**Exercise description:** The expected output is every entry, repeated word for word.

**The records:**
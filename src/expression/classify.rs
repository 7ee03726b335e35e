//! Expression classification and per-kind value encoding.
//!
//! Classification has to see the enclosing container's value: a `choice`
//! field reads its kind from a sibling, and a `function` field may read its
//! argument list from one.

use serde_json::Value;

use super::kind::ExpressionKind;
use super::meta::Meta;
use super::reference::is_valid_qualified_name;
use crate::error::{FormError, Result};

/// Name of the pseudo-kind that defers to a sibling field.
pub const CHOICE: &str = "choice";

/// Decide how a field's value is treated.
///
/// `assignee` is only used in error messages.
pub fn classify(meta: Option<&Meta>, container: Option<&Value>, assignee: &str) -> Result<ExpressionKind> {
    let Some((meta, name)) = meta.and_then(|m| Some((m, m.expression.as_deref()?))) else {
        return Ok(ExpressionKind::Value);
    };
    if name == CHOICE {
        return resolve_choice(meta, container, assignee);
    }
    ExpressionKind::parse(name).ok_or_else(|| FormError::UnsupportedExpressionKind {
        assignee: assignee.to_owned(),
        kind: name.to_owned(),
    })
}

fn resolve_choice(meta: &Meta, container: Option<&Value>, assignee: &str) -> Result<ExpressionKind> {
    let Some(container) = container.filter(|c| c.is_object()) else {
        return Err(choice_error(assignee, "not in a valid parent object"));
    };
    let Some(choice_key) = meta.expression_choice_key.as_deref() else {
        return Err(choice_error(assignee, "meta expressionChoiceKey entry missing"));
    };

    let input = container.get(choice_key);
    let resolved = match (&meta.expression_choice_map, input) {
        (Some(map), Some(input)) => map.get(&lookup_key(input)),
        (Some(_), None) => None,
        (None, input) => input,
    };

    match resolved {
        Some(Value::String(name)) if !name.is_empty() => {
            ExpressionKind::parse(name).ok_or_else(|| FormError::UnsupportedExpressionKind {
                assignee: assignee.to_owned(),
                kind: name.clone(),
            })
        }
        Some(other) if is_truthy(other) => Err(FormError::UnsupportedExpressionKind {
            assignee: assignee.to_owned(),
            kind: other.to_string(),
        }),
        _ => Err(choice_error(
            assignee,
            &format!("expression choice not found for key: {choice_key}"),
        )),
    }
}

fn choice_error(assignee: &str, message: &str) -> FormError {
    FormError::ChoiceResolution {
        assignee: assignee.to_owned(),
        message: message.to_owned(),
    }
}

/// Text form of a value when it is used as an object key.
pub(crate) fn lookup_key(value: &Value) -> String {
    match value {
        Value::String(s) => s.clone(),
        other => js_literal(other),
    }
}

/// Truthiness of a value, the way a script would test it.
pub(crate) fn is_truthy(value: &Value) -> bool {
    match value {
        Value::Null => false,
        Value::Bool(b) => *b,
        Value::Number(n) => n.as_f64().is_some_and(|f| f != 0.0 && !f.is_nan()),
        Value::String(s) => !s.is_empty(),
        Value::Array(_) | Value::Object(_) => true,
    }
}

/// Compact literal text for a value.
///
/// Same as compact JSON, except that integral floats print without a
/// fractional part (`1` rather than `1.0`).
pub fn js_literal(value: &Value) -> String {
    match value {
        Value::Number(n) => match (n.as_i64(), n.as_u64(), n.as_f64()) {
            (Some(i), _, _) => i.to_string(),
            (_, Some(u), _) => u.to_string(),
            (_, _, Some(f)) if f.fract() == 0.0 && f.abs() < 1e15 => format!("{}", f as i64),
            _ => n.to_string(),
        },
        Value::Array(items) => {
            let parts: Vec<String> = items.iter().map(js_literal).collect();
            format!("[{}]", parts.join(","))
        }
        Value::Object(map) => {
            let parts: Vec<String> = map
                .iter()
                .map(|(k, v)| format!("{}:{}", Value::String(k.clone()), js_literal(v)))
                .collect();
            format!("{{{}}}", parts.join(","))
        }
        other => other.to_string(),
    }
}

/// Source text of a value that is meant to already be source.
fn source_text(value: &Value) -> String {
    match value {
        Value::String(s) => s.clone(),
        other => js_literal(other),
    }
}

/// Encode a value for the given kind.
///
/// `Ok(None)` means the field is omitted (an empty expression).
pub fn encode(
    kind: ExpressionKind,
    value: &Value,
    meta: Option<&Meta>,
    container: Option<&Value>,
) -> Result<Option<String>> {
    match kind {
        ExpressionKind::Value => Ok(Some(js_literal(value))),
        ExpressionKind::Stringified => Ok(Some(source_text(value))),
        ExpressionKind::Simple | ExpressionKind::Code => Ok(simple_expression(value)),
        ExpressionKind::Reference => reference_expression(value),
        ExpressionKind::Function => Ok(Some(function_expression(value, meta, container))),
    }
}

fn simple_expression(value: &Value) -> Option<String> {
    if value.is_null() {
        return None;
    }
    let text = source_text(value);
    let trimmed = text.trim();
    (!trimmed.is_empty()).then(|| trimmed.to_owned())
}

fn reference_expression(value: &Value) -> Result<Option<String>> {
    let Some(trimmed) = simple_expression(value) else {
        return Ok(None);
    };
    if !is_valid_qualified_name(&trimmed) {
        return Err(FormError::InvalidReference(trimmed));
    }
    Ok(Some(trimmed))
}

fn function_expression(value: &Value, meta: Option<&Meta>, container: Option<&Value>) -> String {
    let body = if is_truthy(value) {
        source_text(value)
    } else {
        String::new()
    };
    let args = meta
        .and_then(|m| {
            m.arg_list.clone().or_else(|| {
                let key = m.arg_list_key.as_deref()?;
                container?.get(key).filter(|v| is_truthy(v)).map(source_text)
            })
        })
        .unwrap_or_default();
    format!("function({args}){{\n{body}\n}}")
}

/// Encoded text for a single field plus whether it is an expression.
#[derive(Debug, Clone, PartialEq, Eq)]
pub struct ValueCodeText {
    /// `None` when the field would be omitted.
    pub code: Option<String>,
    pub has_expression: bool,
}

/// Classify and encode one field in isolation.
///
/// An undefined value encodes as the text `undefined`.
pub fn value_code_text(
    value: Option<&Value>,
    meta: Option<&Meta>,
    container: Option<&Value>,
) -> Result<ValueCodeText> {
    let Some(value) = value else {
        return Ok(ValueCodeText {
            code: Some("undefined".to_owned()),
            has_expression: false,
        });
    };
    let kind = classify(meta, container, "value")?;
    Ok(ValueCodeText {
        code: encode(kind, value, meta, container)?,
        has_expression: kind.is_expression(),
    })
}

**Answer to the exercise:**
filename src/expression/classify.rs
repository 7ee03726b335e35e
//! Expression classification and per-kind value encoding.
//!
//! Classification has to see the enclosing container's value: a `choice`
//! field reads its kind from a sibling, and a `function` field may read its
//! argument list from one.

use serde_json::Value;

use super::kind::ExpressionKind;
use super::meta::Meta;
use super::reference::is_valid_qualified_name;
use crate::error::{FormError, Result};

/// Name of the pseudo-kind that defers to a sibling field.
pub const CHOICE: &str = "choice";

/// Decide how a field's value is treated.
///
/// `assignee` is only used in error messages.
pub fn classify(meta: Option<&Meta>, container: Option<&Value>, assignee: &str) -> Result<ExpressionKind> {
    let Some((meta, name)) = meta.and_then(|m| Some((m, m.expression.as_deref()?))) else {
        return Ok(ExpressionKind::Value);
    };
    if name == CHOICE {
        return resolve_choice(meta, container, assignee);
    }
    ExpressionKind::parse(name).ok_or_else(|| FormError::UnsupportedExpressionKind {
        assignee: assignee.to_owned(),
        kind: name.to_owned(),
    })
}

fn resolve_choice(meta: &Meta, container: Option<&Value>, assignee: &str) -> Result<ExpressionKind> {
    let Some(container) = container.filter(|c| c.is_object()) else {
        return Err(choice_error(assignee, "not in a valid parent object"));
    };
    let Some(choice_key) = meta.expression_choice_key.as_deref() else {
        return Err(choice_error(assignee, "meta expressionChoiceKey entry missing"));
    };

    let input = container.get(choice_key);
    let resolved = match (&meta.expression_choice_map, input) {
        (Some(map), Some(input)) => map.get(&lookup_key(input)),
        (Some(_), None) => None,
        (None, input) => input,
    };

    match resolved {
        Some(Value::String(name)) if !name.is_empty() => {
            ExpressionKind::parse(name).ok_or_else(|| FormError::UnsupportedExpressionKind {
                assignee: assignee.to_owned(),
                kind: name.clone(),
            })
        }
        Some(other) if is_truthy(other) => Err(FormError::UnsupportedExpressionKind {
            assignee: assignee.to_owned(),
            kind: other.to_string(),
        }),
        _ => Err(choice_error(
            assignee,
            &format!("expression choice not found for key: {choice_key}"),
        )),
    }
}

fn choice_error(assignee: &str, message: &str) -> FormError {
    FormError::ChoiceResolution {
        assignee: assignee.to_owned(),
        message: message.to_owned(),
    }
}

/// Text form of a value when it is used as an object key.
pub(crate) fn lookup_key(value: &Value) -> String {
    match value {
        Value::String(s) => s.clone(),
        other => js_literal(other),
    }
}

/// Truthiness of a value, the way a script would test it.
pub(crate) fn is_truthy(value: &Value) -> bool {
    match value {
        Value::Null => false,
        Value::Bool(b) => *b,
        Value::Number(n) => n.as_f64().is_some_and(|f| f != 0.0 && !f.is_nan()),
        Value::String(s) => !s.is_empty(),
        Value::Array(_) | Value::Object(_) => true,
    }
}

/// Compact literal text for a value.
///
/// Same as compact JSON, except that integral floats print without a
/// fractional part (`1` rather than `1.0`).
pub fn js_literal(value: &Value) -> String {
    match value {
        Value::Number(n) => match (n.as_i64(), n.as_u64(), n.as_f64()) {
            (Some(i), _, _) => i.to_string(),
            (_, Some(u), _) => u.to_string(),
            (_, _, Some(f)) if f.fract() == 0.0 && f.abs() < 1e15 => format!("{}", f as i64),
            _ => n.to_string(),
        },
        Value::Array(items) => {
            let parts: Vec<String> = items.iter().map(js_literal).collect();
            format!("[{}]", parts.join(","))
        }
        Value::Object(map) => {
            let parts: Vec<String> = map
                .iter()
                .map(|(k, v)| format!("{}:{}", Value::String(k.clone()), js_literal(v)))
                .collect();
            format!("{{{}}}", parts.join(","))
        }
        other => other.to_string(),
    }
}

/// Source text of a value that is meant to already be source.
fn source_text(value: &Value) -> String {
    match value {
        Value::String(s) => s.clone(),
        other => js_literal(other),
    }
}

/// Encode a value for the given kind.
///
/// `Ok(None)` means the field is omitted (an empty expression).
pub fn encode(
    kind: ExpressionKind,
    value: &Value,
    meta: Option<&Meta>,
    container: Option<&Value>,
) -> Result<Option<String>> {
    match kind {
        ExpressionKind::Value => Ok(Some(js_literal(value))),
        ExpressionKind::Stringified => Ok(Some(source_text(value))),
        ExpressionKind::Simple | ExpressionKind::Code => Ok(simple_expression(value)),
        ExpressionKind::Reference => reference_expression(value),
        ExpressionKind::Function => Ok(Some(function_expression(value, meta, container))),
    }
}

fn simple_expression(value: &Value) -> Option<String> {
    if value.is_null() {
        return None;
    }
    let text = source_text(value);
    let trimmed = text.trim();
    (!trimmed.is_empty()).then(|| trimmed.to_owned())
}

fn reference_expression(value: &Value) -> Result<Option<String>> {
    let Some(trimmed) = simple_expression(value) else {
        return Ok(None);
    };
    if !is_valid_qualified_name(&trimmed) {
        return Err(FormError::InvalidReference(trimmed));
    }
    Ok(Some(trimmed))
}

fn function_expression(value: &Value, meta: Option<&Meta>, container: Option<&Value>) -> String {
    let body = if is_truthy(value) {
        source_text(value)
    } else {
        String::new()
    };
    let args = meta
        .and_then(|m| {
            m.arg_list.clone().or_else(|| {
                let key = m.arg_list_key.as_deref()?;
                container?.get(key).filter(|v| is_truthy(v)).map(source_text)
            })
        })
        .unwrap_or_default();
    format!("function({args}){{\n{body}\n}}")
}

/// Encoded text for a single field plus whether it is an expression.
#[derive(Debug, Clone, PartialEq, Eq)]
pub struct ValueCodeText {
    /// `None` when the field would be omitted.
    pub code: Option<String>,
    pub has_expression: bool,
}

/// Classify and encode one field in isolation.
///
/// An undefined value encodes as the text `undefined`.
pub fn value_code_text(
    value: Option<&Value>,
    meta: Option<&Meta>,
    container: Option<&Value>,
) -> Result<ValueCodeText> {
    let Some(value) = value else {
        return Ok(ValueCodeText {
            code: Some("undefined".to_owned()),
            has_expression: false,
        });
    };
    let kind = classify(meta, container, "value")?;
    Ok(ValueCodeText {
        code: encode(kind, value, meta, container)?,
        has_expression: kind.is_expression(),
    })
}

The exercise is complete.